#### [Assignment]
Gather each line in the entries that includes the string "self".
━━ The records
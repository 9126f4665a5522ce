use chrono::{DateTime, Utc};
use tracing::info;

use aeroride_domain::ride::RideStatus;

use crate::domain::repository::RideRepository;
use crate::domain::types::{Actor, Ride};
use crate::error::RidesServiceError;
use crate::usecase::ride::apply_transition;

// ── VerifyTicket ─────────────────────────────────────────────────────────────

#[derive(Debug)]
pub struct TicketCheck {
    pub valid: bool,
    pub ride: Ride,
    pub checked_at: DateTime<Utc>,
}

pub struct VerifyTicketUseCase<R: RideRepository> {
    pub rides: R,
}

impl<R: RideRepository> VerifyTicketUseCase<R> {
    /// Any signed-in checker may look a ticket up; holding the code is the
    /// capability.
    pub async fn execute(&self, qr_code: &str) -> Result<TicketCheck, RidesServiceError> {
        let ride = self
            .rides
            .find_by_qr_code(qr_code)
            .await?
            .ok_or(RidesServiceError::TicketNotFound)?;
        let checked_at = Utc::now();
        Ok(TicketCheck {
            valid: ride.ticket_valid_at(checked_at),
            ride,
            checked_at,
        })
    }
}

// ── ScanTicket ───────────────────────────────────────────────────────────────

pub struct ScanTicketUseCase<R: RideRepository> {
    pub rides: R,
}

impl<R: RideRepository> ScanTicketUseCase<R> {
    /// The assigned driver's scan starts the ride; the passenger's scan
    /// completes it.
    pub async fn execute(&self, actor: Actor, qr_code: &str) -> Result<Ride, RidesServiceError> {
        let ride = self
            .rides
            .find_by_qr_code(qr_code)
            .await?
            .ok_or(RidesServiceError::TicketNotFound)?;

        let next = scan_target(&ride, actor)?;
        if !ride.ticket_valid_at(Utc::now()) {
            return Err(RidesServiceError::TicketExpired);
        }

        let ride = apply_transition(&self.rides, &ride, next, None).await?;
        info!(ride_id = %ride.id, scanned_by = %actor.user_id, "ticket scanned");
        Ok(ride)
    }
}

/// Status a scan moves the ride to, by who is scanning.
fn scan_target(ride: &Ride, actor: Actor) -> Result<RideStatus, RidesServiceError> {
    if ride.driver_id == Some(actor.user_id) {
        Ok(RideStatus::InProgress)
    } else if ride.passenger_id == actor.user_id {
        Ok(RideStatus::Completed)
    } else {
        Err(RidesServiceError::Forbidden)
    }
}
━━━━
#### [Result below]
    pub async fn execute(&self, qr_code: &str) -> Result<TicketCheck, RidesServiceError> {
        let ride = self
    pub async fn execute(&self, actor: Actor, qr_code: &str) -> Result<Ride, RidesServiceError> {
        let ride = self
        let ride = apply_transition(&self.rides, &ride, next, None).await?;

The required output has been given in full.